*Work to complete*
Please reproduce the entire listing, character for character.

*Working data*
━━━━

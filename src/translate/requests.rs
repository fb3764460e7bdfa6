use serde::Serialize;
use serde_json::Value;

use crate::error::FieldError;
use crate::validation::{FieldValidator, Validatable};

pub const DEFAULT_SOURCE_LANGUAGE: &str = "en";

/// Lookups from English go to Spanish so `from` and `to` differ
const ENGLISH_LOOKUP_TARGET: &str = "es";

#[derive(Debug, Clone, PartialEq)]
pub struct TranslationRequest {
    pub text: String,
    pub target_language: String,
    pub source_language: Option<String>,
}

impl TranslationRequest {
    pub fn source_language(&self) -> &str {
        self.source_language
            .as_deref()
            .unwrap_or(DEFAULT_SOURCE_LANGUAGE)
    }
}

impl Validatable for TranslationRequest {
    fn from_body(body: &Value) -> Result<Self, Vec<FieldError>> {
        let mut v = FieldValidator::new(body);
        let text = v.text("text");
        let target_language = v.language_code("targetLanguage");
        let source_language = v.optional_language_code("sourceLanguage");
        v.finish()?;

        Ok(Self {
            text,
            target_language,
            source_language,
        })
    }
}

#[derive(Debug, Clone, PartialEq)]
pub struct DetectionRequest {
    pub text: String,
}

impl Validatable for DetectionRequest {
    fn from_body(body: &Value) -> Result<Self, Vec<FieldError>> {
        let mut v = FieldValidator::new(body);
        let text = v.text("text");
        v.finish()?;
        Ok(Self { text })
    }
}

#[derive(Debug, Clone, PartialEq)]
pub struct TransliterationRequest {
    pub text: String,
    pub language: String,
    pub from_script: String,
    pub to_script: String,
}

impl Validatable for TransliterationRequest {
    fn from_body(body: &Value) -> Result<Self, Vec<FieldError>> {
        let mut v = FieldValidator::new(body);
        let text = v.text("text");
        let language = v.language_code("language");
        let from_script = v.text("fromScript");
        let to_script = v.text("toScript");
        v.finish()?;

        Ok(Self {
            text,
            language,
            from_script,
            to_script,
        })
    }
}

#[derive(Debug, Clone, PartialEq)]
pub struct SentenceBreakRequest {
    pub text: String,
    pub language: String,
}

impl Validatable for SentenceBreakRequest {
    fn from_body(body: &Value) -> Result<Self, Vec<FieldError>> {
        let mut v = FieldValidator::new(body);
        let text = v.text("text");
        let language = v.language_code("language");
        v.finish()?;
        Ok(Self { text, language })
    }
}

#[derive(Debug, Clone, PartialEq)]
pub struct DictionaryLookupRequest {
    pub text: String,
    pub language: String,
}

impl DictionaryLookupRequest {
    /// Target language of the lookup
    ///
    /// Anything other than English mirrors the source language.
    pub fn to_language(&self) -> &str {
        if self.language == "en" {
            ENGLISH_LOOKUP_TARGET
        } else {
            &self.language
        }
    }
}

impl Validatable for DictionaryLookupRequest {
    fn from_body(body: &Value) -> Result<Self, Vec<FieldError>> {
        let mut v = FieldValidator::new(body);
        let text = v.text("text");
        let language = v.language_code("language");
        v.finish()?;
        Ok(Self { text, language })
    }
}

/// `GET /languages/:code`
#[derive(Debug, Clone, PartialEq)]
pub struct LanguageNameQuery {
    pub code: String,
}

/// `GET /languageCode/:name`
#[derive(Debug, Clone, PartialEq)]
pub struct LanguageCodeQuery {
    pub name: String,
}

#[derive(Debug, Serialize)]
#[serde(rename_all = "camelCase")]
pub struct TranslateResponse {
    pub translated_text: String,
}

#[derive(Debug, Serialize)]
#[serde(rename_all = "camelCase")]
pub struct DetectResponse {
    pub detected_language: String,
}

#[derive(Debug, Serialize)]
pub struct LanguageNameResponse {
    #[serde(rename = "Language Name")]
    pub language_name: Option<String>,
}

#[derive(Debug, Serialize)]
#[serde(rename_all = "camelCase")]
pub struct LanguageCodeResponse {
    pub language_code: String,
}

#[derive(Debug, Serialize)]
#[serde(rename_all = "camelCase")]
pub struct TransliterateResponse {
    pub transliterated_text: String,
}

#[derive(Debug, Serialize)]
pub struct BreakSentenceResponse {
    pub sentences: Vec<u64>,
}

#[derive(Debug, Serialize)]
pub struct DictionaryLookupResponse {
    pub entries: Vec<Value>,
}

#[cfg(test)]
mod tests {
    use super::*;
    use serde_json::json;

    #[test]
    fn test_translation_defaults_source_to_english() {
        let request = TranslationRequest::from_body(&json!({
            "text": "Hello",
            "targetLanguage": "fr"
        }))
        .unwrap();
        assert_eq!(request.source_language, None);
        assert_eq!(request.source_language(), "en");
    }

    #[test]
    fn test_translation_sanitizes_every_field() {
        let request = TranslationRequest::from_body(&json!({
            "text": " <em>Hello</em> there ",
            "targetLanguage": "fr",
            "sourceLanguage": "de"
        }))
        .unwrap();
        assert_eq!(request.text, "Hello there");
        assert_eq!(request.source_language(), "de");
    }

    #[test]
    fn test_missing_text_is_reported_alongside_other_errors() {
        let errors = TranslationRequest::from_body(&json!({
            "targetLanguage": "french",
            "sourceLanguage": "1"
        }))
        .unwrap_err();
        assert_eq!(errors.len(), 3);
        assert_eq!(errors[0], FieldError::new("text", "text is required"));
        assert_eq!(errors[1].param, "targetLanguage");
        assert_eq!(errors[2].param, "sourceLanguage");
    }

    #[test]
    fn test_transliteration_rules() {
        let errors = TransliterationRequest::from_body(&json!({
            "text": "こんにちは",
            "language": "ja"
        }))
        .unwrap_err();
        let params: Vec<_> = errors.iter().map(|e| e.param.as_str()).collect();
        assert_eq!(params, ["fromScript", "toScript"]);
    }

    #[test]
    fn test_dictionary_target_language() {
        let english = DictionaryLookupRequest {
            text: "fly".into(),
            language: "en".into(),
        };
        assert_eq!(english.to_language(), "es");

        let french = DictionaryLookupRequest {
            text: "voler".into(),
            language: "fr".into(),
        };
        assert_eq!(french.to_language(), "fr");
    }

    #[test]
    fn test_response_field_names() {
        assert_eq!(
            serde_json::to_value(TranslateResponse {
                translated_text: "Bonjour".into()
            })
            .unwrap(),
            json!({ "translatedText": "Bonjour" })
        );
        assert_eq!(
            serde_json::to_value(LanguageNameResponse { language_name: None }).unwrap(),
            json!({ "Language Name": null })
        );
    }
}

━━━━

*Response to the exercise*
filename src/translate/requests.rs
repository fb3764460e7bdfa6
use serde::Serialize;
use serde_json::Value;

use crate::error::FieldError;
use crate::validation::{FieldValidator, Validatable};

pub const DEFAULT_SOURCE_LANGUAGE: &str = "en";

/// Lookups from English go to Spanish so `from` and `to` differ
const ENGLISH_LOOKUP_TARGET: &str = "es";

#[derive(Debug, Clone, PartialEq)]
pub struct TranslationRequest {
    pub text: String,
    pub target_language: String,
    pub source_language: Option<String>,
}

impl TranslationRequest {
    pub fn source_language(&self) -> &str {
        self.source_language
            .as_deref()
            .unwrap_or(DEFAULT_SOURCE_LANGUAGE)
    }
}

impl Validatable for TranslationRequest {
    fn from_body(body: &Value) -> Result<Self, Vec<FieldError>> {
        let mut v = FieldValidator::new(body);
        let text = v.text("text");
        let target_language = v.language_code("targetLanguage");
        let source_language = v.optional_language_code("sourceLanguage");
        v.finish()?;

        Ok(Self {
            text,
            target_language,
            source_language,
        })
    }
}

#[derive(Debug, Clone, PartialEq)]
pub struct DetectionRequest {
    pub text: String,
}

impl Validatable for DetectionRequest {
    fn from_body(body: &Value) -> Result<Self, Vec<FieldError>> {
        let mut v = FieldValidator::new(body);
        let text = v.text("text");
        v.finish()?;
        Ok(Self { text })
    }
}

#[derive(Debug, Clone, PartialEq)]
pub struct TransliterationRequest {
    pub text: String,
    pub language: String,
    pub from_script: String,
    pub to_script: String,
}

impl Validatable for TransliterationRequest {
    fn from_body(body: &Value) -> Result<Self, Vec<FieldError>> {
        let mut v = FieldValidator::new(body);
        let text = v.text("text");
        let language = v.language_code("language");
        let from_script = v.text("fromScript");
        let to_script = v.text("toScript");
        v.finish()?;

        Ok(Self {
            text,
            language,
            from_script,
            to_script,
        })
    }
}

#[derive(Debug, Clone, PartialEq)]
pub struct SentenceBreakRequest {
    pub text: String,
    pub language: String,
}

impl Validatable for SentenceBreakRequest {
    fn from_body(body: &Value) -> Result<Self, Vec<FieldError>> {
        let mut v = FieldValidator::new(body);
        let text = v.text("text");
        let language = v.language_code("language");
        v.finish()?;
        Ok(Self { text, language })
    }
}

#[derive(Debug, Clone, PartialEq)]
pub struct DictionaryLookupRequest {
    pub text: String,
    pub language: String,
}

impl DictionaryLookupRequest {
    /// Target language of the lookup
    ///
    /// Anything other than English mirrors the source language.
    pub fn to_language(&self) -> &str {
        if self.language == "en" {
            ENGLISH_LOOKUP_TARGET
        } else {
            &self.language
        }
    }
}

impl Validatable for DictionaryLookupRequest {
    fn from_body(body: &Value) -> Result<Self, Vec<FieldError>> {
        let mut v = FieldValidator::new(body);
        let text = v.text("text");
        let language = v.language_code("language");
        v.finish()?;
        Ok(Self { text, language })
    }
}

/// `GET /languages/:code`
#[derive(Debug, Clone, PartialEq)]
pub struct LanguageNameQuery {
    pub code: String,
}

/// `GET /languageCode/:name`
#[derive(Debug, Clone, PartialEq)]
pub struct LanguageCodeQuery {
    pub name: String,
}

#[derive(Debug, Serialize)]
#[serde(rename_all = "camelCase")]
pub struct TranslateResponse {
    pub translated_text: String,
}

#[derive(Debug, Serialize)]
#[serde(rename_all = "camelCase")]
pub struct DetectResponse {
    pub detected_language: String,
}

#[derive(Debug, Serialize)]
pub struct LanguageNameResponse {
    #[serde(rename = "Language Name")]
    pub language_name: Option<String>,
}

#[derive(Debug, Serialize)]
#[serde(rename_all = "camelCase")]
pub struct LanguageCodeResponse {
    pub language_code: String,
}

#[derive(Debug, Serialize)]
#[serde(rename_all = "camelCase")]
pub struct TransliterateResponse {
    pub transliterated_text: String,
}

#[derive(Debug, Serialize)]
pub struct BreakSentenceResponse {
    pub sentences: Vec<u64>,
}

#[derive(Debug, Serialize)]
pub struct DictionaryLookupResponse {
    pub entries: Vec<Value>,
}

#[cfg(test)]
mod tests {
    use super::*;
    use serde_json::json;

    #[test]
    fn test_translation_defaults_source_to_english() {
        let request = TranslationRequest::from_body(&json!({
            "text": "Hello",
            "targetLanguage": "fr"
        }))
        .unwrap();
        assert_eq!(request.source_language, None);
        assert_eq!(request.source_language(), "en");
    }

    #[test]
    fn test_translation_sanitizes_every_field() {
        let request = TranslationRequest::from_body(&json!({
            "text": " <em>Hello</em> there ",
            "targetLanguage": "fr",
            "sourceLanguage": "de"
        }))
        .unwrap();
        assert_eq!(request.text, "Hello there");
        assert_eq!(request.source_language(), "de");
    }

    #[test]
    fn test_missing_text_is_reported_alongside_other_errors() {
        let errors = TranslationRequest::from_body(&json!({
            "targetLanguage": "french",
            "sourceLanguage": "1"
        }))
        .unwrap_err();
        assert_eq!(errors.len(), 3);
        assert_eq!(errors[0], FieldError::new("text", "text is required"));
        assert_eq!(errors[1].param, "targetLanguage");
        assert_eq!(errors[2].param, "sourceLanguage");
    }

    #[test]
    fn test_transliteration_rules() {
        let errors = TransliterationRequest::from_body(&json!({
            "text": "こんにちは",
            "language": "ja"
        }))
        .unwrap_err();
        let params: Vec<_> = errors.iter().map(|e| e.param.as_str()).collect();
        assert_eq!(params, ["fromScript", "toScript"]);
    }

    #[test]
    fn test_dictionary_target_language() {
        let english = DictionaryLookupRequest {
            text: "fly".into(),
            language: "en".into(),
        };
        assert_eq!(english.to_language(), "es");

        let french = DictionaryLookupRequest {
            text: "voler".into(),
            language: "fr".into(),
        };
        assert_eq!(french.to_language(), "fr");
    }

    #[test]
    fn test_response_field_names() {
        assert_eq!(
            serde_json::to_value(TranslateResponse {
                translated_text: "Bonjour".into()
            })
            .unwrap(),
            json!({ "translatedText": "Bonjour" })
        );
        assert_eq!(
            serde_json::to_value(LanguageNameResponse { language_name: None }).unwrap(),
            json!({ "Language Name": null })
        );
    }
}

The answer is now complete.